Another good reminder of this is the recent federal Court of Appeal ruling that Agriculture Minister Gerry Ritz did not break the law with its legislation last year to end the Canadian Wheat Board’s monopoly on the sales of wheat and barley.
A three-member panel of the appeal court overturned the ruling of Federal Court Justice Douglas Campbell, whose ruling last December suggesting that Ritz had broken the CWB Act by failing to hold a vote among Prairie farmers before he introduced Bill C-18. Justice Robert M. Mainville — one of the judges involved in the ruling — explained the panel had “serious reservations” about the enforceability of section 47.1 of the Canadian Wheat Board Act because such a provision would “relinquish Parliament’s powers” to “the hands of a small group not forming part of Parliament.”
Admittedly, there may be those who will choose to argue that Ritz’s decision is unwise — even if it’s not illegal.
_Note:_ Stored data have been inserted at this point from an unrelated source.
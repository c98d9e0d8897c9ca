// ============================================================================
// FILTER PIPELINE — filter state and the ordered colour stages
// ============================================================================

use std::fmt;
use std::str::FromStr;

use rayon::prelude::*;
use serde::{Deserialize, Serialize};

use crate::canvas::PixelBuffer;
use crate::ops::adjustments;
use crate::ops::transform::write_unpremultiplied;

// ============================================================================
// FILTER STATE
// ============================================================================

/// One adjustable slider of the editor.
#[derive(Clone, Copy, Debug, PartialEq, Eq, Hash)]
pub enum FilterParam {
    Brightness,
    Contrast,
    Saturation,
    Blur,
    Hue,
    Rotate,
    Opacity,
    Sharpen,
}

impl FilterParam {
    pub fn all() -> &'static [FilterParam] {
        &[
            FilterParam::Brightness,
            FilterParam::Contrast,
            FilterParam::Saturation,
            FilterParam::Blur,
            FilterParam::Hue,
            FilterParam::Rotate,
            FilterParam::Opacity,
            FilterParam::Sharpen,
        ]
    }

    pub fn name(&self) -> &'static str {
        match self {
            FilterParam::Brightness => "brightness",
            FilterParam::Contrast   => "contrast",
            FilterParam::Saturation => "saturation",
            FilterParam::Blur       => "blur",
            FilterParam::Hue        => "hue",
            FilterParam::Rotate     => "rotate",
            FilterParam::Opacity    => "opacity",
            FilterParam::Sharpen    => "sharpen",
        }
    }

    pub fn default_value(&self) -> f32 {
        match self {
            FilterParam::Brightness | FilterParam::Contrast | FilterParam::Saturation => 100.0,
            FilterParam::Opacity => 100.0,
            FilterParam::Blur | FilterParam::Hue | FilterParam::Rotate | FilterParam::Sharpen => 0.0,
        }
    }

    /// Degrees; wraps rather than clamps.
    pub fn is_angle(&self) -> bool {
        matches!(self, FilterParam::Hue | FilterParam::Rotate)
    }

    /// Inclusive `(min, max)` accepted by [`FilterState::set`].
    pub fn range(&self) -> (f32, f32) {
        match self {
            FilterParam::Brightness | FilterParam::Contrast | FilterParam::Saturation => (0.0, 200.0),
            FilterParam::Blur => (0.0, 20.0),
            FilterParam::Hue | FilterParam::Rotate => (0.0, 360.0),
            FilterParam::Opacity | FilterParam::Sharpen => (0.0, 100.0),
        }
    }
}

impl fmt::Display for FilterParam {
    fn fmt(&self, f: &mut fmt::Formatter<'_>) -> fmt::Result {
        f.write_str(self.name())
    }
}

impl FromStr for FilterParam {
    type Err = String;

    fn from_str(s: &str) -> Result<Self, Self::Err> {
        let wanted = s.trim().to_lowercase();
        FilterParam::all()
            .iter()
            .copied()
            .find(|p| p.name() == wanted)
            .ok_or_else(|| format!("unknown filter '{}'", s.trim()))
    }
}

/// Every live adjustment of a session. Geometric fields (`rotate`, flips)
/// live here too because they are re-applied on every render.
#[derive(Clone, Copy, Debug, PartialEq, Serialize, Deserialize)]
#[serde(default)]
pub struct FilterState {
    pub brightness: f32,
    pub contrast: f32,
    pub saturation: f32,
    pub blur: f32,
    pub hue: f32,
    pub rotate: f32,
    pub opacity: f32,
    pub sharpen: f32,
    pub flip_horizontal: bool,
    pub flip_vertical: bool,
}

impl Default for FilterState {
    fn default() -> Self {
        Self {
            brightness: 100.0,
            contrast: 100.0,
            saturation: 100.0,
            blur: 0.0,
            hue: 0.0,
            rotate: 0.0,
            opacity: 100.0,
            sharpen: 0.0,
            flip_horizontal: false,
            flip_vertical: false,
        }
    }
}

impl FilterState {
    pub fn reset(&mut self) {
        *self = Self::default();
    }

    pub fn is_default(&self) -> bool {
        *self == Self::default()
    }

    pub fn get(&self, param: FilterParam) -> f32 {
        match param {
            FilterParam::Brightness => self.brightness,
            FilterParam::Contrast   => self.contrast,
            FilterParam::Saturation => self.saturation,
            FilterParam::Blur       => self.blur,
            FilterParam::Hue        => self.hue,
            FilterParam::Rotate     => self.rotate,
            FilterParam::Opacity    => self.opacity,
            FilterParam::Sharpen    => self.sharpen,
        }
    }

    /// Set a slider, clamped into its range; angles wrap instead. Non-finite
    /// input falls back to the default. Returns the value actually stored.
    pub fn set(&mut self, param: FilterParam, value: f32) -> f32 {
        let (lo, hi) = param.range();
        let v = if !value.is_finite() {
            param.default_value()
        } else if param.is_angle() {
            value.rem_euclid(360.0).clamp(lo, hi)
        } else {
            value.clamp(lo, hi)
        };
        let slot = match param {
            FilterParam::Brightness => &mut self.brightness,
            FilterParam::Contrast   => &mut self.contrast,
            FilterParam::Saturation => &mut self.saturation,
            FilterParam::Blur       => &mut self.blur,
            FilterParam::Hue        => &mut self.hue,
            FilterParam::Rotate     => &mut self.rotate,
            FilterParam::Opacity    => &mut self.opacity,
            FilterParam::Sharpen    => &mut self.sharpen,
        };
        *slot = v;
        v
    }

    /// Re-clamp every field, e.g. after deserializing a recipe.
    pub fn sanitized(mut self) -> Self {
        for &param in FilterParam::all() {
            let v = self.get(param);
            self.set(param, v);
        }
        self
    }

    /// Whether any colour stage differs from its identity value.
    pub fn has_color_stage(&self) -> bool {
        self.brightness != 100.0
            || self.contrast != 100.0
            || self.saturation != 100.0
            || self.blur > 0.0
            || self.hue.rem_euclid(360.0) != 0.0
            || self.opacity != 100.0
    }
}

// ============================================================================
// PIPELINE
// ============================================================================

/// Run the colour stages in their fixed order: brightness, contrast,
/// saturation, blur, hue, opacity. Stages at their identity value are
/// skipped. `blur_sigma_scale` converts the blur slider into a Gaussian σ.
pub fn apply_filters(src: &PixelBuffer, state: &FilterState, blur_sigma_scale: f32) -> PixelBuffer {
    if !state.has_color_stage() {
        return src.clone();
    }

    let mut out = if state.brightness != 100.0 || state.contrast != 100.0 || state.saturation != 100.0 {
        adjustments::tone(src, state.brightness, state.contrast, state.saturation)
    } else {
        src.clone()
    };

    let sigma = state.blur * blur_sigma_scale;
    if sigma > 0.0 {
        out = gaussian_blur(&out, sigma);
    }

    let hue = state.hue.rem_euclid(360.0);
    if hue != 0.0 {
        out = adjustments::hue_rotate(&out, hue);
    }

    if state.opacity != 100.0 {
        out = adjustments::opacity(&out, state.opacity);
    }
    out
}

// ---------------------------------------------------------------------------
//  Parallel separable Gaussian blur (rayon)
// ---------------------------------------------------------------------------

/// Build a 1-D Gaussian kernel truncated at ceil(3*sigma).
pub fn build_gaussian_kernel(sigma: f32) -> Vec<f32> {
    if !sigma.is_finite() || sigma <= 0.0 {
        return vec![1.0];
    }
    let radius = (sigma * 3.0).ceil() as usize;
    let len = radius * 2 + 1;
    let mut kernel = vec![0.0f32; len];
    let s2 = 2.0 * sigma * sigma;
    let mut sum = 0.0f32;
    for (i, k) in kernel.iter_mut().enumerate() {
        let x = i as f32 - radius as f32;
        let v = (-x * x / s2).exp();
        *k = v;
        sum += v;
    }
    let inv = 1.0 / sum;
    for v in &mut kernel { *v *= inv; }
    kernel
}

/// Separable Gaussian blur over premultiplied RGBA with clamped edges.
/// A σ of zero returns the input unchanged.
pub fn gaussian_blur(src: &PixelBuffer, sigma: f32) -> PixelBuffer {
    let w = src.width() as usize;
    let h = src.height() as usize;
    if w == 0 || h == 0 || !sigma.is_finite() || sigma <= 0.0 {
        return src.clone();
    }

    let kernel = build_gaussian_kernel(sigma);
    let radius = kernel.len() / 2;
    let stride = w * 4;
    // Premultiplied, so transparent pixels do not bleed black into edges.
    let buf_in: Vec<f32> = src
        .as_raw()
        .chunks_exact(4)
        .flat_map(|p| {
            let a = p[3] as f32;
            let k = a / 255.0;
            [p[0] as f32 * k, p[1] as f32 * k, p[2] as f32 * k, a]
        })
        .collect();

    // --- Horizontal pass (parallel by row) ---
    let mut buf_h = vec![0.0f32; w * h * 4];
    buf_h.par_chunks_mut(stride).enumerate().for_each(|(y, row_out)| {
        let row_in = &buf_in[y * stride..(y + 1) * stride];
        for x in 0..w {
            let mut acc = [0.0f32; 4];
            for (ki, &kv) in kernel.iter().enumerate() {
                let sx = (x as isize + ki as isize - radius as isize)
                    .clamp(0, w as isize - 1) as usize;
                for ch in 0..4 {
                    acc[ch] += row_in[sx * 4 + ch] * kv;
                }
            }
            row_out[x * 4..x * 4 + 4].copy_from_slice(&acc);
        }
    });

    // --- Vertical pass (parallel by row), back to straight u8 ---
    let mut dst = PixelBuffer::new(w as u32, h as u32);
    dst.as_raw_mut().par_chunks_mut(stride).enumerate().for_each(|(y, row_out)| {
        for x in 0..w {
            let mut acc = [0.0f32; 4];
            for (ki, &kv) in kernel.iter().enumerate() {
                let sy = (y as isize + ki as isize - radius as isize)
                    .clamp(0, h as isize - 1) as usize;
                let idx = sy * stride + x * 4;
                for ch in 0..4 {
                    acc[ch] += buf_h[idx + ch] * kv;
                }
            }
            write_unpremultiplied(&mut row_out[x * 4..x * 4 + 4], acc);
        }
    });
    dst
}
They will point to things like the decision by Alliance Grain Traders to not proceed with a $50-million pasta plant in Regina as evidence of the consequences of ending the Wheat Board’s monopoly. (It should be noted that this is not exactly the first pasta plant proposed in the west that didn’t come to fruition. Moreover, that AGT’s shares fell to less than half their $23-a-share value of last October — a direct result of the European financial crisis — had much to do with the company’s decision.)
Critics of the federal government’s handling of the CWB will also point to the looming takeover of Viterra Inc. by Glencore International as another result of the end of the monopoly. In fact, Glencore has even admitted that this was a huge motivation for its $6.1-billion bid for Viterra.
But this is an economic debate — not a legal one. The very same people were arguing that Ritz had acted illegally and was exposing the taxpayers to $15. 4 billions of dollars in damages as a result of the class-action lawsuit filed by Regina lawyer Tony Merchant now don’t have a legal case to stand on.
It serves as a valuable argument that the courts favour no particular political viewpoint.
Murray Mandryk has been covering provincial politics for over 15 years.